▸ EXERCISE DIRECTIONS
Number of lines below with the word "derive": give it and nothing more.

Collected data entries

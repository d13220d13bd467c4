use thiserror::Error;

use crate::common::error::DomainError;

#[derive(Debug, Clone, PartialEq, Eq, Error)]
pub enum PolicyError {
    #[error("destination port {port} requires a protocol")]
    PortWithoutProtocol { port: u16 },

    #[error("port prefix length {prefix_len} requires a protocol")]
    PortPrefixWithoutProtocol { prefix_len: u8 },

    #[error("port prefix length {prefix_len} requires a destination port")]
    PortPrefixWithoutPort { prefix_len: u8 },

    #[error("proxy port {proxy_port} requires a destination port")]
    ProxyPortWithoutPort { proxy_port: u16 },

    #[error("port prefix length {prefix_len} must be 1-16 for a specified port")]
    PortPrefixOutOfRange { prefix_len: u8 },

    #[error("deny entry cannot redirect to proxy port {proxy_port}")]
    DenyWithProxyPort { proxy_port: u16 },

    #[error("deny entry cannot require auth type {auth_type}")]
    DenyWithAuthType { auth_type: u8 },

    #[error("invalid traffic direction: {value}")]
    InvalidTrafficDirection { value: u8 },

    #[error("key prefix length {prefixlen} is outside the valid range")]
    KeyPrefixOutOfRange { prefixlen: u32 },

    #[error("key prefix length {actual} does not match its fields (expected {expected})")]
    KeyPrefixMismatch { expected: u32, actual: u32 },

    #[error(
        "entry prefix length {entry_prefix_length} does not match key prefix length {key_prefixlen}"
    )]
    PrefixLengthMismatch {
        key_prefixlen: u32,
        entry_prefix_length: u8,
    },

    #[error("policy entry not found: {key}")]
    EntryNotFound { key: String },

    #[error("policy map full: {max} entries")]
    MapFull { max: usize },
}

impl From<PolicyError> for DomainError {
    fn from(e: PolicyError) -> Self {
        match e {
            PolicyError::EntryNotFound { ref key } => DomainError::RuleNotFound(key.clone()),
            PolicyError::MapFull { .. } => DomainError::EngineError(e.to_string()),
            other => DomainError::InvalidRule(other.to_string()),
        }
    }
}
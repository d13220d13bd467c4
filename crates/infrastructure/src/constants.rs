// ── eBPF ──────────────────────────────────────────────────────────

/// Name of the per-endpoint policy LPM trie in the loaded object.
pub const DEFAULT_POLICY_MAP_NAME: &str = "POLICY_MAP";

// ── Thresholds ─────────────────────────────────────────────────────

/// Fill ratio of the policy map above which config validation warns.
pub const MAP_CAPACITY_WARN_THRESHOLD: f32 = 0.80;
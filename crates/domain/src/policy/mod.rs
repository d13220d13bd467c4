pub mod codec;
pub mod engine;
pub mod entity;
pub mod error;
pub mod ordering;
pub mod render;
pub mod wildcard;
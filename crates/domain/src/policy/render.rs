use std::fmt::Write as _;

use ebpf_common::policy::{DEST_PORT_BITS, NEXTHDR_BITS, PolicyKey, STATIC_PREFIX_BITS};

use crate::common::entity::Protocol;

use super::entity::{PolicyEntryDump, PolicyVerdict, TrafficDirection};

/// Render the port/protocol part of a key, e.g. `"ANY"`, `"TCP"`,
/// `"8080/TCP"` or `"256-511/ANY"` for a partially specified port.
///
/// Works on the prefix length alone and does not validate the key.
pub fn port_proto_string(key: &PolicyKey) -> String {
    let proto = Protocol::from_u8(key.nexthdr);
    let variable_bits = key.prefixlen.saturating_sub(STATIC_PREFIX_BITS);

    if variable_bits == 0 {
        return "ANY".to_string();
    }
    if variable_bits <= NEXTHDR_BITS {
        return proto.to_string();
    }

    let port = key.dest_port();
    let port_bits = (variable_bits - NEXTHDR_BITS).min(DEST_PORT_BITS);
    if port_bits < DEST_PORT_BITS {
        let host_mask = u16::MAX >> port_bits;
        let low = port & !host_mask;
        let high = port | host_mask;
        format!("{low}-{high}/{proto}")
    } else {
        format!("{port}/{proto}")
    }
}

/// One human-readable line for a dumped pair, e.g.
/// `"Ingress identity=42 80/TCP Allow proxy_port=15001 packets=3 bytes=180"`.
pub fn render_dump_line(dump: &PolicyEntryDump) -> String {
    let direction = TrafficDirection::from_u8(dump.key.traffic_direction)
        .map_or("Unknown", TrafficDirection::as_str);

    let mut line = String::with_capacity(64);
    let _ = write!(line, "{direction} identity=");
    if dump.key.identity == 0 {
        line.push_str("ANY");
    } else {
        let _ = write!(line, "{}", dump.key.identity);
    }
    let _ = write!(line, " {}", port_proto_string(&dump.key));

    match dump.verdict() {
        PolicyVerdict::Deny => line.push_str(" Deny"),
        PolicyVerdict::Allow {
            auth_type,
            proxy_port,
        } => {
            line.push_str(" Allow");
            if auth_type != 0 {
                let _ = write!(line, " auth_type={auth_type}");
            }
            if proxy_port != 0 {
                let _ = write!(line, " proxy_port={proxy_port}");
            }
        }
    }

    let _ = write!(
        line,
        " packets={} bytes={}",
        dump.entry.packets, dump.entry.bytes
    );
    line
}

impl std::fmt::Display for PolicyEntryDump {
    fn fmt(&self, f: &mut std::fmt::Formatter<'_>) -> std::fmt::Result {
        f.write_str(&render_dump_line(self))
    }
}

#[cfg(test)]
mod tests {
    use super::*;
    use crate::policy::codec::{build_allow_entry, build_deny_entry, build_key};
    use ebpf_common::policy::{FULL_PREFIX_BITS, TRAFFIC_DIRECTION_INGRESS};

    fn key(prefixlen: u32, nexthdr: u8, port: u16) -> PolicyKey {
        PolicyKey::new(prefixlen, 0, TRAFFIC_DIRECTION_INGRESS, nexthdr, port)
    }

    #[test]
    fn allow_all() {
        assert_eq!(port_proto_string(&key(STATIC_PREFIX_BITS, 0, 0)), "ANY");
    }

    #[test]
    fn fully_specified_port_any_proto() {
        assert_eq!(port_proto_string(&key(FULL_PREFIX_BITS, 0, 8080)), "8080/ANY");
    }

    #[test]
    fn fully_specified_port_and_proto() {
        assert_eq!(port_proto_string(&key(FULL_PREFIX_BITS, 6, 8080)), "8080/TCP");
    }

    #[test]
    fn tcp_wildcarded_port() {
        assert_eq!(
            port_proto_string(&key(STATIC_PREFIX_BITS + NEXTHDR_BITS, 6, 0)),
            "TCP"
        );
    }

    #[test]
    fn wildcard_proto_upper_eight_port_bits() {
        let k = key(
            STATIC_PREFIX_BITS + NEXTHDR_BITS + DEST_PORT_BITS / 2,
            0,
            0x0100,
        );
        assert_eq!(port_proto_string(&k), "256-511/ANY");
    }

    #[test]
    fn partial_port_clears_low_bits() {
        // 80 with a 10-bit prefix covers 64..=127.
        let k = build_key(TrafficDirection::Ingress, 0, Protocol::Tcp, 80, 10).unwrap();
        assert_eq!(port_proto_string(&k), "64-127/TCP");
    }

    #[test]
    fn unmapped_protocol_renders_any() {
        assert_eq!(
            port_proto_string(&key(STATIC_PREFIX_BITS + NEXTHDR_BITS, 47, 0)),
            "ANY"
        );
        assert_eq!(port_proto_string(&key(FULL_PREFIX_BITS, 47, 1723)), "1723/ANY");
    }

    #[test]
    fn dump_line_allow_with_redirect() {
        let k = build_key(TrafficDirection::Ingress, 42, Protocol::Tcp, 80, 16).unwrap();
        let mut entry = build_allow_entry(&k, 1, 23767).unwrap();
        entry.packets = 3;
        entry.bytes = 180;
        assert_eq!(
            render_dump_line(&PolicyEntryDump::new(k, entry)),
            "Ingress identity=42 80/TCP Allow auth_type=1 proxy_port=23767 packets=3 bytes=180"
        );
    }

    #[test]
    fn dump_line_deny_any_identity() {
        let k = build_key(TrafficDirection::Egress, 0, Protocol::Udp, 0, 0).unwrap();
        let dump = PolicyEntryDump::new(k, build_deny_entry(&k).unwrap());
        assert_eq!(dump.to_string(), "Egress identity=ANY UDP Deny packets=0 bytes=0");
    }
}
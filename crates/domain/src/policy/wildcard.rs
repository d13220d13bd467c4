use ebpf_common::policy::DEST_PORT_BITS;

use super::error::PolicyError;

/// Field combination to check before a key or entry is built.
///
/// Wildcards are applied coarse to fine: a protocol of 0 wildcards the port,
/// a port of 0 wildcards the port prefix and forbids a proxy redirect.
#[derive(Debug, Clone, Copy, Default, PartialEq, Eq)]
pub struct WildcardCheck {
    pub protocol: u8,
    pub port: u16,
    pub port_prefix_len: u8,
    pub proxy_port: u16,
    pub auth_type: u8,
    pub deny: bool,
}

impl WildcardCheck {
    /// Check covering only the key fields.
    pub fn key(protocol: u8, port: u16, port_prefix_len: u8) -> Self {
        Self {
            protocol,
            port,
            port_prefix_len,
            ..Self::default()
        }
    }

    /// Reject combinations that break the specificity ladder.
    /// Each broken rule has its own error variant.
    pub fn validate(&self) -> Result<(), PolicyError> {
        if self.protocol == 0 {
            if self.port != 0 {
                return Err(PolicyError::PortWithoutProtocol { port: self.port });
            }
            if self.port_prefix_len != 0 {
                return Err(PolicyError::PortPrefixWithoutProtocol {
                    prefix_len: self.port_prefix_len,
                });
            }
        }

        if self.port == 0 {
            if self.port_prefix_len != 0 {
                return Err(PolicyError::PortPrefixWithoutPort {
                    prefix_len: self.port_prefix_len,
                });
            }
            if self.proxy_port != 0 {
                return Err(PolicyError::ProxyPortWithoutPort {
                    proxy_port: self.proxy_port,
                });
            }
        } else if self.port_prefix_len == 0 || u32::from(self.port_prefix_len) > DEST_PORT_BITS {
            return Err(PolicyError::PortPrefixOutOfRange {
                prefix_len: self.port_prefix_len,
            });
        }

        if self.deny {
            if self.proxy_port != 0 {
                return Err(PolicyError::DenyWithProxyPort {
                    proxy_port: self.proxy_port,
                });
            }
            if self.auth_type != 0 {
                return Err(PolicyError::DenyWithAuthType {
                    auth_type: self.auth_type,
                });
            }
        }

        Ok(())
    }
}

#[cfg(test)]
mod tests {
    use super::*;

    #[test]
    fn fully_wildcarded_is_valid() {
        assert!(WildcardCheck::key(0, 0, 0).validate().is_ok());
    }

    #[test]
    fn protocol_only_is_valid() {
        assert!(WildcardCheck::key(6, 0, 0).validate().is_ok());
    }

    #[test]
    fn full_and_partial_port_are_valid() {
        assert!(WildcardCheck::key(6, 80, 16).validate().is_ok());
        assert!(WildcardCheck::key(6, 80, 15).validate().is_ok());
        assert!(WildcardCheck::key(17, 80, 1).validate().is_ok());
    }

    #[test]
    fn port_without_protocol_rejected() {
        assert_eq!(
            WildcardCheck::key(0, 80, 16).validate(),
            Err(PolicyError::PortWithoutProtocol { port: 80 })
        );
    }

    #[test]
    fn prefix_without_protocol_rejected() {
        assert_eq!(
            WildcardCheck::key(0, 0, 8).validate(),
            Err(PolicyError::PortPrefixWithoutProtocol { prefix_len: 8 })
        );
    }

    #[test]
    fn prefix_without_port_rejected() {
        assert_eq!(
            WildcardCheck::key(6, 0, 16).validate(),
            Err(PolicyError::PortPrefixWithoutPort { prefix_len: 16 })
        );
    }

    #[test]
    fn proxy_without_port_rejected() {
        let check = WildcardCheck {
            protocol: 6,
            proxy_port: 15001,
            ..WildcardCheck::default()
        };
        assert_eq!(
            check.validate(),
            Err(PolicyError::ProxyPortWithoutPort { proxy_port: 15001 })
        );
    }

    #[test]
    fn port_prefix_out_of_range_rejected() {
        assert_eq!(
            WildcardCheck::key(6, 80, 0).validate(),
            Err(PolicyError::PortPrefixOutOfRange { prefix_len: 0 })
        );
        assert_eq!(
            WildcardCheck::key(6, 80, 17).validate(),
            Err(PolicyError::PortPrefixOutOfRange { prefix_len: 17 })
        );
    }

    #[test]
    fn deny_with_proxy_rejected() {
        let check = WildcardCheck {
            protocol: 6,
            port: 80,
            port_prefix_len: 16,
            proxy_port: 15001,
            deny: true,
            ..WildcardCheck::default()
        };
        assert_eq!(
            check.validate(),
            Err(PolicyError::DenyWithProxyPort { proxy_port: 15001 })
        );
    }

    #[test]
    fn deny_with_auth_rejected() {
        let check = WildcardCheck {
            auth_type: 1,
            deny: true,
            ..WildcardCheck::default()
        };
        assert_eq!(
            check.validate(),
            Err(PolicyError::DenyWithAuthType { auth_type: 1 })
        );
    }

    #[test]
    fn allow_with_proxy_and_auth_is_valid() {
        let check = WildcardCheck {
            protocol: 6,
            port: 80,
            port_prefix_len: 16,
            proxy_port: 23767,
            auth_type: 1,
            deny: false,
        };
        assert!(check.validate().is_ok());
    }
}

▸ SOLUTION TO THIS PROBLEM
2